As a result to access or not accessing, when output result is accesses, the corresponding data are hot spot data.
A kind of forecasting system of the hot spot data based on neutral net, including:
Acquiring unit, for obtaining monitoring data collection, the monitoring data collection have recorded in units of preset time unit
The access data of user in preset time period;
Training unit, for being integrated using the monitoring data as training data, is trained, directly to multilayer neural network model
Accuracy rate to the multilayer neural network model prediction hot spot data is more than threshold value, obtains target multi layer neural network model;
Predicting unit, is traveled through for multiple data currently stored to storage system, based on target multi layer god
Whether through network model, it is focus in next preset time unit that the currently stored each data of the storage system are judged successively
Data.
It is preferred that, the system also includes:
First judging unit, for predicting the outcome according to the target multi layer neural network model, judges each successively
Whether the hot spot data of next preset time unit has been loaded into caching;If it is not, next preset time unit is not loaded into slow
The hot spot data deposited is loaded into caching.

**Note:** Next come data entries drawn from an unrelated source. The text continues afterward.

use apollo_rest_link::Configuration;
use apollo_rest_link::RequestContext;
use apollo_rest_link::RestLink;
use apollo_rest_link::headers::Credentials;
use apollo_rest_link::headers::HeaderEntry;
use apollo_rest_link::headers::HeaderMergePolicy;
use apollo_rest_link::headers::HeaderSet;
use apollo_rest_link::registry::Registry;
use http::HeaderName;
use http::HeaderValue;
use serde_json_bytes::json;
use wiremock::MockServer;

use super::execute_with_context;
use super::mock_api;
use super::req_asserts::Matcher;
use super::req_asserts::matches;

const POST_QUERY: &str = r#"
query {
  post @rest(type: "Post", path: "/post/1", headers: [{ name: "x-trace", value: "call" }]) { id }
}
"#;

fn configuration(server: &MockServer) -> Configuration {
    Configuration {
        uri: Some(server.uri()),
        headers: vec![
            HeaderEntry {
                name: "x-trace".to_string(),
                value: "link".to_string(),
            },
            HeaderEntry {
                name: "authorization".to_string(),
                value: "Bearer link".to_string(),
            },
        ],
        ..Default::default()
    }
}

fn context_headers(entries: &[(&'static str, &'static str)]) -> HeaderSet {
    entries
        .iter()
        .map(|(name, value)| {
            (
                HeaderName::from_static(*name),
                HeaderValue::from_static(*value),
            )
        })
        .collect()
}

#[tokio::test]
async fn link_context_and_call_headers_are_concatenated() {
    let server = MockServer::start().await;
    mock_api::post_1().mount(&server).await;
    let link = RestLink::builder()
        .configuration(configuration(&server))
        .build()
        .unwrap();

    execute_with_context(
        &link,
        POST_QUERY,
        json!({}),
        RequestContext::new().with_headers(context_headers(&[("x-trace", "context")])),
    )
    .await
    .unwrap();

    matches(
        &server.received_requests().await.unwrap(),
        vec![
            Matcher::new()
                .header("x-trace", &["link", "context", "call"])
                .header("authorization", &["Bearer link"])
                .no_header("content-type"),
        ],
    );
}

#[tokio::test]
async fn context_overrides_replace_link_headers() {
    let server = MockServer::start().await;
    mock_api::post_1().mount(&server).await;
    let link = RestLink::builder()
        .configuration(configuration(&server))
        .build()
        .unwrap();

    execute_with_context(
        &link,
        POST_QUERY,
        json!({}),
        RequestContext::new()
            .with_headers(context_headers(&[("authorization", "Bearer user")]))
            .with_headers_to_override([http::header::AUTHORIZATION]),
    )
    .await
    .unwrap();

    matches(
        &server.received_requests().await.unwrap(),
        vec![
            Matcher::new()
                .header("authorization", &["Bearer user"])
                .header("x-trace", &["link", "call"]),
        ],
    );
}

#[tokio::test]
async fn per_call_policy_wins_over_link_policy() {
    let server = MockServer::start().await;
    mock_api::post_1().mount(&server).await;
    let last_set_only = HeaderMergePolicy::new(|sets| sets.last().cloned().unwrap_or_default());
    let link_only = HeaderMergePolicy::new(|sets| sets.first().cloned().unwrap_or_default());
    let link = RestLink::builder()
        .configuration(configuration(&server))
        .headers_merge_policy(link_only)
        .registry(Registry::new().with_header_merge_policy("callOnly", last_set_only))
        .build()
        .unwrap();

    execute_with_context(&link, POST_QUERY, json!({}), RequestContext::new())
        .await
        .unwrap();
    execute_with_context(
        &link,
        r#"
        query {
          post @rest(
            type: "Post"
            path: "/post/1"
            headers: [{ name: "x-trace", value: "call" }]
            headersMergePolicy: $callOnly
          ) { id }
        }
        "#,
        json!({}),
        RequestContext::new(),
    )
    .await
    .unwrap();

    matches(
        &server.received_requests().await.unwrap(),
        vec![
            Matcher::new()
                .header("x-trace", &["link"])
                .header("authorization", &["Bearer link"]),
            Matcher::new()
                .header("x-trace", &["call"])
                .no_header("authorization"),
        ],
    );
}

#[tokio::test]
async fn omitted_credentials_do_not_send_authorization() {
    let server = MockServer::start().await;
    mock_api::post_1().mount(&server).await;
    let link = RestLink::builder()
        .configuration(Configuration {
            credentials: Some(Credentials::Include),
            ..configuration(&server)
        })
        .build()
        .unwrap();

    execute_with_context(
        &link,
        POST_QUERY,
        json!({}),
        RequestContext::new().with_credentials(Credentials::Omit),
    )
    .await
    .unwrap();

    matches(
        &server.received_requests().await.unwrap(),
        vec![Matcher::new().no_header("authorization").header("x-trace", &["link", "call"])],
    );
}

It is preferred that, the system also includes:
Second judging unit, for predicting the outcome according to the target multi layer neural network model, judges caching successively
In data whether be next preset time unit hot spot data;
If it is not, to not being that the data of next preset time unit are unloaded in caching.
It is preferred that, the acquiring unit includes:
First obtains subelement, in the preset time period, obtaining respectively in each preset time unit
User accesses data position within the storage system and visitation frequency;
Subelement is generated, for according to the Data Position and visitation frequency in each preset time unit, generation prison
Superintend and direct data set.
It is preferred that, the predicting unit includes:
Subelement is inputted, for according to traversal order, successively joining the time of the currently stored each data of storage system
Number and location parameter input the target multi layer neural network model, and the time parameter of each data is next preset time
Unit, the location parameter of each data is relevant position within the storage system;
Second obtains subelement, for obtaining the target multi layer neural network model corresponding with each data
Output result, the output result is accesses or not accessed, and when output result is accesses, the corresponding data are focus
Data.
Relative to prior art, beneficial effects of the present invention are as follows:
A kind of Forecasting Methodology for hot spot data based on neutral net that the present invention is provided, obtains user when default first
Between history access record in section as monitoring data collection, then integrated using the monitoring data as training data, to multilayer nerve
Network model is trained, and until the accuracy rate of the multilayer neural network model prediction hot spot data is more than threshold value, obtains mesh
Mark multilayer neural network model;Multiple data finally currently stored to storage system are traveled through, based on the target multi layer
Whether neural network model, it is heat in next preset time unit that the currently stored each data of the storage system are judged successively
Point data.The present invention effectively predicts the data that future, user may access according to the history access record of user, adds in advance
The hot spot data of future time unit is carried, when making user's actual access hot spot data, the hot spot data is already loaded into slow
Deposit, quickly to the user feedback user data to be accessed, improve user experience.Meanwhile, under unloading in advance in caching
The non-thermal point data of one chronomere, improves the utilization ratio of caching, improves systematic function.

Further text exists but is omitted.